*Requirement*
Compute how many lines in the data below contain "super"; answer only with that number.

*Source information*
--- START ---
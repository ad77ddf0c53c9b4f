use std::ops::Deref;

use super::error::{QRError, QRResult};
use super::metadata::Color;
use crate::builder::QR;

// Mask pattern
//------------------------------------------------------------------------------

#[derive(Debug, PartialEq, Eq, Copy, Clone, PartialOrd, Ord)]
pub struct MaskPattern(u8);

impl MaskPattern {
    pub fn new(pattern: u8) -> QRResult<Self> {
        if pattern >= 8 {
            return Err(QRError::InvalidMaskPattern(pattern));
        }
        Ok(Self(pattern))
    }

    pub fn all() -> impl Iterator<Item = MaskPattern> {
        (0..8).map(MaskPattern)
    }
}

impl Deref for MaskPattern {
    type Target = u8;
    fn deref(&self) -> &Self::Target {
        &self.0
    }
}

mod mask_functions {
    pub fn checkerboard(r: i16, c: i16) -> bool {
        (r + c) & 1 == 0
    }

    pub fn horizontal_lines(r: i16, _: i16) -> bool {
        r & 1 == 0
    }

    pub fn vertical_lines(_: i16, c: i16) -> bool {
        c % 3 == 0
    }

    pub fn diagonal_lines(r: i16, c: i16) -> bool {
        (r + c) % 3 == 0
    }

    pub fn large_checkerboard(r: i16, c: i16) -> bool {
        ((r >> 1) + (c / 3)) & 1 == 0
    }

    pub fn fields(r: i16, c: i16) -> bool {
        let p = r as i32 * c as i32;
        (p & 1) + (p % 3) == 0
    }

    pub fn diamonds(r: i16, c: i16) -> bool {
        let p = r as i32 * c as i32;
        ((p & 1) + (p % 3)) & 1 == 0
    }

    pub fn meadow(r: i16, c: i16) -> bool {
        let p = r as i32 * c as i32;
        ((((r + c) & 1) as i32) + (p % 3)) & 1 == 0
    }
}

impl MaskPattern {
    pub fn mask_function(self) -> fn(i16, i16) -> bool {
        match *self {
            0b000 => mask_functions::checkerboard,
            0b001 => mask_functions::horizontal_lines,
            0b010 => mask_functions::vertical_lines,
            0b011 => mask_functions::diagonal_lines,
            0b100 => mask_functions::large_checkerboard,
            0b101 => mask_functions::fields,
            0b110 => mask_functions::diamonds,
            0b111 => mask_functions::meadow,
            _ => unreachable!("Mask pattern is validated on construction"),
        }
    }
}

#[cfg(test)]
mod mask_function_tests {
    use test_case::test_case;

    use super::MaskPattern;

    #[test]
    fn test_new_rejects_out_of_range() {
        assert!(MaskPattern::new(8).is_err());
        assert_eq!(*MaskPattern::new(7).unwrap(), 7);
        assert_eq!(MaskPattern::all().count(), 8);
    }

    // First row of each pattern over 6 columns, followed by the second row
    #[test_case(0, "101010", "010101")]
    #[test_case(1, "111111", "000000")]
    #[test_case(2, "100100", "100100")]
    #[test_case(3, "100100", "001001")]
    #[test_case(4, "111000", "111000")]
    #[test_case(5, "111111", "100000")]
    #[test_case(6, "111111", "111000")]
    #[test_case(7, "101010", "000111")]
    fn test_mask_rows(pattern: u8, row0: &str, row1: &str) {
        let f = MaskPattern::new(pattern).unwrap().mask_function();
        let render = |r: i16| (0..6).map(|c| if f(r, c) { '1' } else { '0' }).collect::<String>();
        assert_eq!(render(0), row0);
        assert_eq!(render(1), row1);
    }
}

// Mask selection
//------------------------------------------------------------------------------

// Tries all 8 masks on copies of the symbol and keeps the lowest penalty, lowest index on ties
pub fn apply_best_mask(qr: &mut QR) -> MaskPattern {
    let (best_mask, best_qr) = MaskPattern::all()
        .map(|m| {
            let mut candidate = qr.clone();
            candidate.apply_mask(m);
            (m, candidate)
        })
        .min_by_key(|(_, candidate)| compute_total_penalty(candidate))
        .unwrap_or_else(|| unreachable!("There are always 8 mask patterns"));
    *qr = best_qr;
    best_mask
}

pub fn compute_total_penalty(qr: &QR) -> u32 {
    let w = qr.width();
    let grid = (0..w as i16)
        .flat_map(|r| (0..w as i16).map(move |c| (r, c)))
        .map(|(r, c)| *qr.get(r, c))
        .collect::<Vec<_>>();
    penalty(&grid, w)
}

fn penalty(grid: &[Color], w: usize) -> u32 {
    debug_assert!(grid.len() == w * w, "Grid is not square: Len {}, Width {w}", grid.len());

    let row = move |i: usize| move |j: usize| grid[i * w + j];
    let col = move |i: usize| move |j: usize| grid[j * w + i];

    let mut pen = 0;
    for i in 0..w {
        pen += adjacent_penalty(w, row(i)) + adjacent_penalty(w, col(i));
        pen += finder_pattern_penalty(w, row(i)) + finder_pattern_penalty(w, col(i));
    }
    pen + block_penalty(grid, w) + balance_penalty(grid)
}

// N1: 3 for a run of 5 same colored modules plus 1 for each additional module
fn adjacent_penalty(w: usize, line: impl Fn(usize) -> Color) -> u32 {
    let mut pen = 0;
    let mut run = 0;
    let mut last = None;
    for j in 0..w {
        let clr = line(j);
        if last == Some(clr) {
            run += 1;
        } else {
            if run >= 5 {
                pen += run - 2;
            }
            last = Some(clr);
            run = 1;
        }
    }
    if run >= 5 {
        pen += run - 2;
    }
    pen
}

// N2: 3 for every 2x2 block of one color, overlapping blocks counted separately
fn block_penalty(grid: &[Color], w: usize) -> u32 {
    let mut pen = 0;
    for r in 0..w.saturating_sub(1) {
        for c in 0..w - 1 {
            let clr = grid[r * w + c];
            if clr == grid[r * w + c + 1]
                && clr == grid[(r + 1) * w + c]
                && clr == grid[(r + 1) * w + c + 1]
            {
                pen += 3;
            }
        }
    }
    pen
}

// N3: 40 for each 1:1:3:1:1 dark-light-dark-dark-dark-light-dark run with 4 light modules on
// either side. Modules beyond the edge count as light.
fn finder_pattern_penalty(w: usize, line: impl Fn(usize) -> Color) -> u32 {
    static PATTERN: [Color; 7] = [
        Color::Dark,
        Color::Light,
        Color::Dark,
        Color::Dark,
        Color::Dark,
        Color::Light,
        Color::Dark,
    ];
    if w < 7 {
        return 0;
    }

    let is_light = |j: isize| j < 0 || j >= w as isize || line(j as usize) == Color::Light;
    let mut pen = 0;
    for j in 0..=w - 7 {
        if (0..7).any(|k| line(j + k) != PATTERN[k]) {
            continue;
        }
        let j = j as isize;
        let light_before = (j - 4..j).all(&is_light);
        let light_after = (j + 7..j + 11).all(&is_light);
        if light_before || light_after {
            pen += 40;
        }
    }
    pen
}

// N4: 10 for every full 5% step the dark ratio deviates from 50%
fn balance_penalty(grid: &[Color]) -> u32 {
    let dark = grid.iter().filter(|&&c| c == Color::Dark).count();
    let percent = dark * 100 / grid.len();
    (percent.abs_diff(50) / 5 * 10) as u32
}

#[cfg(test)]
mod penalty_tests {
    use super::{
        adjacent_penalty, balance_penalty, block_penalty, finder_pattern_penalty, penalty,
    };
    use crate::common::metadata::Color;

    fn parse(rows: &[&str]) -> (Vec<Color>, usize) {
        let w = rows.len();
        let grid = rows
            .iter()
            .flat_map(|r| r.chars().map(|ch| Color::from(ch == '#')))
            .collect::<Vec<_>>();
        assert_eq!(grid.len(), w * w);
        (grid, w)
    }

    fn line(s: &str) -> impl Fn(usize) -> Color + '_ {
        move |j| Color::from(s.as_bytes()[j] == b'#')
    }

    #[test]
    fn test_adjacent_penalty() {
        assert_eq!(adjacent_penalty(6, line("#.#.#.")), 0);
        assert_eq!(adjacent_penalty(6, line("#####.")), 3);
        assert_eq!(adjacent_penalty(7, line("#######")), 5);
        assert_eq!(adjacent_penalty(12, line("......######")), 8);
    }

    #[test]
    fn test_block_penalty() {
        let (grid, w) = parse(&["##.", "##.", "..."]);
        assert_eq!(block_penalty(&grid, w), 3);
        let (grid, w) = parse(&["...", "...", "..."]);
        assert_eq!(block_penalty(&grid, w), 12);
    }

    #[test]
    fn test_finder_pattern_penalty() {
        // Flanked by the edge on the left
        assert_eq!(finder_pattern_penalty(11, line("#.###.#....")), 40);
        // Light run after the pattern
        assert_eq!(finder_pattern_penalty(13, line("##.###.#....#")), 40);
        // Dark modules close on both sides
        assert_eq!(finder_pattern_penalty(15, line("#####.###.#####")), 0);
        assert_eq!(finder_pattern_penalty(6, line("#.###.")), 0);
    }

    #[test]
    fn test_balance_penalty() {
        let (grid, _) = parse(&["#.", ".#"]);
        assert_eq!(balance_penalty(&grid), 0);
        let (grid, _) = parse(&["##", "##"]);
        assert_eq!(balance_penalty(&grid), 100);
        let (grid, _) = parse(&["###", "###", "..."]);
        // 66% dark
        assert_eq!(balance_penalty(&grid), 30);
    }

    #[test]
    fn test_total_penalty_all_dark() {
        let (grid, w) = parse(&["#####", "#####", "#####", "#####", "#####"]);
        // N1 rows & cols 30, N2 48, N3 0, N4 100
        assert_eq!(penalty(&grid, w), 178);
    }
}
--- END ---
*Solution for this exercise*
4